As glaucoma care continues to advance, ophthalmologists are embracing innovative technologies and new approaches that are reshaping diagnosis and treatment. The Eye Care Network caught up with several leading members of the ophthalmology community for an in-depth discussion on key topics in glaucoma management—from integrating minimally invasive glaucoma surgery (MIGS) into treatment algorithms and addressing challenges in early detection of normal-tension glaucoma to the growing role of home monitoring and remote tonometry, and the emerging therapies and surgical techniques poised to transform care in the years ahead.

Joining in this discussion were the following:

• Thomas V. Johnson, MD, PhD, The Shelley and Allan Holt Rising Professor of Ophthalmology, Wilmer Eye Institute, Johns Hopkins University School of Medicine, Baltimore, MD
• Leonard K. Seibold, MD, Professor of Ophthalmology, Glaucoma Service Chief and Fellowship Director, University of Colorado School of Medicine, Aurora, CO
• Kateki Vinod, MD, Associate Professor of Ophthalmology, Icahn School of Medicine at Mount Sinai, New York Eye and Ear Infirmary of Mount Sinai, New York, NY

The discussion began with a look at how MIGS fits into current treatment algorithms—and how each participant approaches patient selection and surgical decision-making in their practice.

How do you integrate MIGS into your treatment algorithm?

Johnson: MIGS is an integral part of the treatment repertoire that I offer to my patients. I feel that the majority of patients who have glaucoma and a visually significant cataract would benefit from a MIGS procedure at the time of surgery, either to help better control the IOP or to reduce the eyedrop burden. For patients with primary open-angle glaucoma (POAG), I tend to offer Hydrus (with or without canaloplasty) and for patients with primary angle-closure glaucoma (PACG), I typically offer canaloplasty with limited or 360-degree goniotomy.

I find that patients with progressing glaucoma also appreciate the option of a less invasive alternative to filtering surgery, though I typically recommend it when the target IOP is not below 15 since most MIGS have a difficult time achieving this level of absolute IOP reduction.
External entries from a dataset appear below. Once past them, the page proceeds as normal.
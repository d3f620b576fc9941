//! Workspace Memory Integration Tests
//!
//! Covers the memory lifecycle against an in-memory SQLite store:
//! bridge-generated writes, capped persistence, relevance retrieval,
//! prompt formatting and per-project clearing.

use std::sync::Arc;

use skyforge_core::models::business::MetricRecord;
use skyforge_core::models::memory::{
    EventType, MemorySourceType, MemoryTag, MemoryWriteRequest,
};
use skyforge_core::services::memory::{
    generate_metric_memory, metric_logged_event, MemoryCaps, MemoryService,
};
use skyforge_core::storage::kv::{DurableStore, SqliteStore};
use skyforge_core::utils::dates::days_ago_string;

fn open_service() -> MemoryService {
    let store: Arc<dyn DurableStore> =
        Arc::new(SqliteStore::open_in_memory().expect("in-memory store"));
    MemoryService::new(store)
}

fn manual_note(content: impl Into<String>) -> MemoryWriteRequest {
    MemoryWriteRequest::new(content, vec![MemoryTag::Ops], MemorySourceType::Manual, "Manual note")
}

// ============================================================================
// Bridge Writes
// ============================================================================

#[test]
fn test_metric_bridge_write_round_trip() {
    let service = open_service();
    let record = MetricRecord::new("p1", days_ago_string(0)).with_counts(25, 4, 1, 0, 1);

    service
        .write_memory_and_events(
            "p1",
            &[generate_metric_memory(&record, "Acme Fitness")],
            &[metric_logged_event(&record)],
        )
        .unwrap();

    let chunks = service.project_chunks("p1").unwrap();
    assert_eq!(chunks.len(), 1);
    assert!(chunks[0].content.starts_with("Metrics logged for Acme Fitness"));
    assert_eq!(chunks[0].tags, vec![MemoryTag::Kpi]);
    assert_eq!(chunks[0].source_type, MemorySourceType::MetricLog);

    let events = service.project_events("p1").unwrap();
    assert_eq!(events.len(), 1);
    assert_eq!(events[0].event_type, EventType::MetricLogged);
    assert_eq!(events[0].metadata.get("views").and_then(|v| v.as_u64()), Some(25));
}

// ============================================================================
// Retrieval and Formatting
// ============================================================================

#[test]
fn test_retrieval_ranks_matching_content_first() {
    let service = open_service();
    let writes = vec![
        MemoryWriteRequest::new(
            "Decided to raise pricing to $250 per month",
            vec![MemoryTag::Pricing, MemoryTag::Decision],
            MemorySourceType::Decision,
            "Pricing decision",
        ),
        MemoryWriteRequest::new(
            "Posted a new reel about morning workouts",
            vec![MemoryTag::Creative],
            MemorySourceType::AdvisorResponse,
            "Content activity",
        ),
    ];
    service.append_chunks("p1", &writes).unwrap();

    let result = service.retrieve("p1", "should we change pricing again?").unwrap();

    assert_eq!(result.chunks.len(), 2);
    assert!(result.chunks[0].content.contains("pricing"));
}

#[test]
fn test_formatted_context_contains_sections() {
    let service = open_service();
    let record = MetricRecord::new("p1", days_ago_string(0)).with_counts(25, 4, 1, 0, 1);
    service
        .write_memory_and_events(
            "p1",
            &[generate_metric_memory(&record, "Acme Fitness")],
            &[metric_logged_event(&record)],
        )
        .unwrap();

    let context = service.formatted_context("p1", "how are my views trending?").unwrap();

    assert!(context.contains("=== WORKSPACE MEMORY ==="));
    assert!(context.contains("--- Relevant Context ---"));
    assert!(context.contains("--- Recent Events ---"));
    assert!(context.contains("metric_logged"));
}

#[test]
fn test_empty_project_formats_to_empty_string() {
    let service = open_service();
    let context = service.formatted_context("nobody", "anything at all").unwrap();
    assert_eq!(context, "");
}

// ============================================================================
// Caps and Clearing
// ============================================================================

#[test]
fn test_chunk_cap_evicts_oldest_first() {
    let store: Arc<dyn DurableStore> =
        Arc::new(SqliteStore::open_in_memory().expect("in-memory store"));
    let service = MemoryService::new(store).with_caps(MemoryCaps {
        max_chunks: 2,
        max_events: 10,
        max_content_chars: 500,
    });

    for label in ["first", "second", "third"] {
        service
            .append_chunks("p1", &[manual_note(format!("{label} note"))])
            .unwrap();
    }

    let chunks = service.project_chunks("p1").unwrap();
    assert_eq!(chunks.len(), 2);
    assert!(chunks.iter().all(|chunk| chunk.content != "first note"));
}

#[test]
fn test_clear_project_memory_leaves_other_projects() {
    let service = open_service();
    service.append_chunks("p1", &[manual_note("p1 fact")]).unwrap();
    service.append_chunks("p2", &[manual_note("p2 fact")]).unwrap();

    service.clear_project_memory("p1").unwrap();

    assert!(service.project_chunks("p1").unwrap().is_empty());
    assert_eq!(service.project_chunks("p2").unwrap().len(), 1);
}

#[test]
fn test_project_stats_counts() {
    let service = open_service();
    service
        .append_chunks("p1", &[manual_note("first fact"), manual_note("second fact")])
        .unwrap();
    let record = MetricRecord::new("p1", days_ago_string(0));
    service.log_events("p1", &[metric_logged_event(&record)]).unwrap();

    let stats = service.project_stats("p1").unwrap();

    assert_eq!(stats.total_chunks, 2);
    assert_eq!(stats.total_events, 1);
    assert_eq!(stats.recent_chunks, 2);
    assert_eq!(stats.top_tags[0].tag, MemoryTag::Ops);
    assert_eq!(stats.top_tags[0].count, 2);
}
A growing body of literature demonstrating the impact of MIGS on disease progression gives me confidence in these recommendations. For instance, we recently demonstrated that cataract surgery with Hydrus implantation reduces the rate of visual field loss in patients with POAG compared with their preoperative rate of progression.¹

Seibold: The easiest way to integrate MIGS into your practice is at the time of cataract surgery for any glaucoma or ocular hypertension (OHTN) patient in need of lower IOP, less medication dependence, or both. The shortcomings or topical glaucoma therapy are well known, so to be able to offer patients an avenue to reduce or eliminate their need for drops can be a huge patient satisfier. The need for cataract surgery presents a very low entry bar to integrate MIGS since you are already headed to the operating room. 
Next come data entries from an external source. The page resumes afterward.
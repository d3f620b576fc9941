//! Workspace Memory Data Models
//!
//! Chunks, event log entries and the write/retrieval request shapes for
//! the tag-based memory subsystem.

use chrono::{DateTime, Utc};
use serde::{Deserialize, Serialize};

use crate::utils::error::{AppError, AppResult};

/// Flat metadata map attached to event log entries.
///
/// Values are restricted to JSON primitives (string, number, bool,
/// null) by convention; the engine never nests objects here.
pub type EventMetadata = serde_json::Map<String, serde_json::Value>;

// ============================================================================
// Closed vocabularies
// ============================================================================

/// Fixed 16-tag vocabulary for classifying memory content
#[derive(Debug, Clone, Copy, PartialEq, Eq, Hash, Serialize, Deserialize)]
#[serde(rename_all = "lowercase")]
pub enum MemoryTag {
    Brand,
    Offer,
    Pricing,
    Audience,
    Objection,
    Creative,
    Channel,
    Ops,
    Kpi,
    Milestone,
    Decision,
    Approval,
    Sales,
    Web,
    Seo,
    Gmb,
}

impl MemoryTag {
    /// Every tag in declaration order (the order keyword matching
    /// resolves in)
    pub const ALL: [MemoryTag; 16] = [
        Self::Brand,
        Self::Offer,
        Self::Pricing,
        Self::Audience,
        Self::Objection,
        Self::Creative,
        Self::Channel,
        Self::Ops,
        Self::Kpi,
        Self::Milestone,
        Self::Decision,
        Self::Approval,
        Self::Sales,
        Self::Web,
        Self::Seo,
        Self::Gmb,
    ];

    pub fn as_str(&self) -> &'static str {
        match self {
            Self::Brand => "brand",
            Self::Offer => "offer",
            Self::Pricing => "pricing",
            Self::Audience => "audience",
            Self::Objection => "objection",
            Self::Creative => "creative",
            Self::Channel => "channel",
            Self::Ops => "ops",
            Self::Kpi => "kpi",
            Self::Milestone => "milestone",
            Self::Decision => "decision",
            Self::Approval => "approval",
            Self::Sales => "sales",
            Self::Web => "web",
            Self::Seo => "seo",
            Self::Gmb => "gmb",
        }
    }

    pub fn from_str(s: &str) -> AppResult<Self> {
        Self::ALL
            .iter()
            .find(|tag| tag.as_str() == s)
            .copied()
            .ok_or_else(|| AppError::validation(format!("unknown memory tag: {s}")))
    }
}

impl std::fmt::Display for MemoryTag {
    fn fmt(&self, f: &mut std::fmt::Formatter<'_>) -> std::fmt::Result {
        write!(f, "{}", self.as_str())
    }
}

/// Where a memory chunk came from
#[derive(Debug, Clone, Copy, PartialEq, Eq, Serialize, Deserialize)]
#[serde(rename_all = "snake_case")]
pub enum MemorySourceType {
    AdvisorResponse,
    UserMessage,
    MetricLog,
    AssetCreated,
    DirectiveCompleted,
    Decision,
    Approval,
    KpiChange,
    ProfileUpdate,
    Manual,
}

impl MemorySourceType {
    pub fn as_str(&self) -> &'static str {
        match self {
            Self::AdvisorResponse => "advisor_response",
            Self::UserMessage => "user_message",
            Self::MetricLog => "metric_log",
            Self::AssetCreated => "asset_created",
            Self::DirectiveCompleted => "directive_completed",
            Self::Decision => "decision",
            Self::Approval => "approval",
            Self::KpiChange => "kpi_change",
            Self::ProfileUpdate => "profile_update",
            Self::Manual => "manual",
        }
    }

    /// Structural sources always pass the memory admission filter;
    /// free-text sources must additionally match a significance phrase
    pub fn is_structural(&self) -> bool {
        matches!(
            self,
            Self::MetricLog
                | Self::AssetCreated
                | Self::DirectiveCompleted
                | Self::Decision
                | Self::Approval
                | Self::ProfileUpdate
                | Self::Manual
        )
    }
}

impl std::fmt::Display for MemorySourceType {
    fn fmt(&self, f: &mut std::fmt::Formatter<'_>) -> std::fmt::Result {
        write!(f, "{}", self.as_str())
    }
}

/// App activity recorded in the event log
#[derive(Debug, Clone, Copy, PartialEq, Eq, Serialize, Deserialize)]
#[serde(rename_all = "snake_case")]
pub enum EventType {
    DecisionMade,
    ApprovalGiven,
    AssetCreated,
    AssetUpdated,
    MetricLogged,
    KpiChanged,
    DirectiveCompleted,
    MilestoneHit,
    BottleneckChanged,
    ProjectCreated,
    ProjectUpdated,
    ReviewGenerated,
    FocusChanged,
}

impl EventType {
    pub fn as_str(&self) -> &'static str {
        match self {
            Self::DecisionMade => "decision_made",
            Self::ApprovalGiven => "approval_given",
            Self::AssetCreated => "asset_created",
            Self::AssetUpdated => "asset_updated",
            Self::MetricLogged => "metric_logged",
            Self::KpiChanged => "kpi_changed",
            Self::DirectiveCompleted => "directive_completed",
            Self::MilestoneHit => "milestone_hit",
            Self::BottleneckChanged => "bottleneck_changed",
            Self::ProjectCreated => "project_created",
            Self::ProjectUpdated => "project_updated",
            Self::ReviewGenerated => "review_generated",
            Self::FocusChanged => "focus_changed",
        }
    }
}

impl std::fmt::Display for EventType {
    fn fmt(&self, f: &mut std::fmt::Formatter<'_>) -> std::fmt::Result {
        write!(f, "{}", self.as_str())
    }
}

// ============================================================================
// Stored entries
// ============================================================================

/// A short tagged fact retained for future prompt context.
///
/// Immutable once written; the store truncates content to 500 chars.
#[derive(Debug, Clone, Serialize, Deserialize)]
#[serde(rename_all = "camelCase")]
pub struct MemoryChunk {
    pub id: String,
    pub project_id: String,
    pub content: String,
    /// 1-5 tags
    pub tags: Vec<MemoryTag>,
    pub source_type: MemorySourceType,
    /// Why this was worth remembering
    pub reason: String,
    pub timestamp: DateTime<Utc>,
}

/// One entry in the append-only activity log
#[derive(Debug, Clone, Serialize, Deserialize)]
#[serde(rename_all = "camelCase")]
pub struct EventLogEntry {
    pub id: String,
    pub project_id: String,
    pub event_type: EventType,
    pub metadata: EventMetadata,
    pub timestamp: DateTime<Utc>,
}

// ============================================================================
// Requests and results
// ============================================================================

/// A chunk before the store assigns its id and timestamp
#[derive(Debug, Clone, Serialize, Deserialize)]
#[serde(rename_all = "camelCase")]
pub struct MemoryWriteRequest {
    pub content: String,
    pub tags: Vec<MemoryTag>,
    pub source_type: MemorySourceType,
    pub reason: String,
}

impl MemoryWriteRequest {
    pub fn new(
        content: impl Into<String>,
        tags: Vec<MemoryTag>,
        source_type: MemorySourceType,
        reason: impl Into<String>,
    ) -> Self {
        Self {
            content: content.into(),
            tags,
            source_type,
            reason: reason.into(),
        }
    }
}

/// An event before the store assigns its id and timestamp
#[derive(Debug, Clone, Serialize, Deserialize)]
#[serde(rename_all = "camelCase")]
pub struct EventLogRequest {
    pub event_type: EventType,
    pub metadata: EventMetadata,
}

impl EventLogRequest {
    pub fn new(event_type: EventType, metadata: EventMetadata) -> Self {
        Self {
            event_type,
            metadata,
        }
    }
}

/// Ranked chunks plus recent events for one query
#[derive(Debug, Clone, Default, Serialize, Deserialize)]
#[serde(rename_all = "camelCase")]
pub struct MemoryRetrievalResult {
    pub chunks: Vec<MemoryChunk>,
    pub recent_events: Vec<EventLogEntry>,
}

impl MemoryRetrievalResult {
    pub fn is_empty(&self) -> bool {
        self.chunks.is_empty() && self.recent_events.is_empty()
    }
}

/// Per-tag occurrence count inside one project's memory
#[derive(Debug, Clone, Serialize, Deserialize)]
#[serde(rename_all = "camelCase")]
pub struct TagCount {
    pub tag: MemoryTag,
    pub count: usize,
}

/// Summary of one project's memory footprint
#[derive(Debug, Clone, Default, Serialize, Deserialize)]
#[serde(rename_all = "camelCase")]
pub struct ProjectMemoryStats {
    pub total_chunks: usize,
    pub total_events: usize,
    /// Chunks written in the last 30 days
    pub recent_chunks: usize,
    /// Up to 5 tags by descending count
    pub top_tags: Vec<TagCount>,
}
Vinod: Given its improved safety profile when compared with traditional glaucoma surgery (ie, trabs and tubes), MIGS allows us to intervene surgically much earlier in the disease course. I consider most patients with coexisting visually significant cataracts and mild-to-moderate open-angle glaucoma whose IOP goals are in the mid-to-high teens to be candidates for angle-based MIGS. When used as part of a combined procedure, trabecular MIGS offers the potential not only to provide additional IOP lowering beyond that produced by phacoemulsification cataract surgery alone, but also to reduce medication burden. This latter benefit is particularly important for patients with ocular surface disease (often resulting from chronic exposure to topical glaucoma medications and their preservatives) or suboptimal medication adherence. For patients with clear native lenses or those who are already pseudophakic, standalone MIGS is a valuable option to improve IOP control beyond what medications can achieve without the risks of traditional surgery. 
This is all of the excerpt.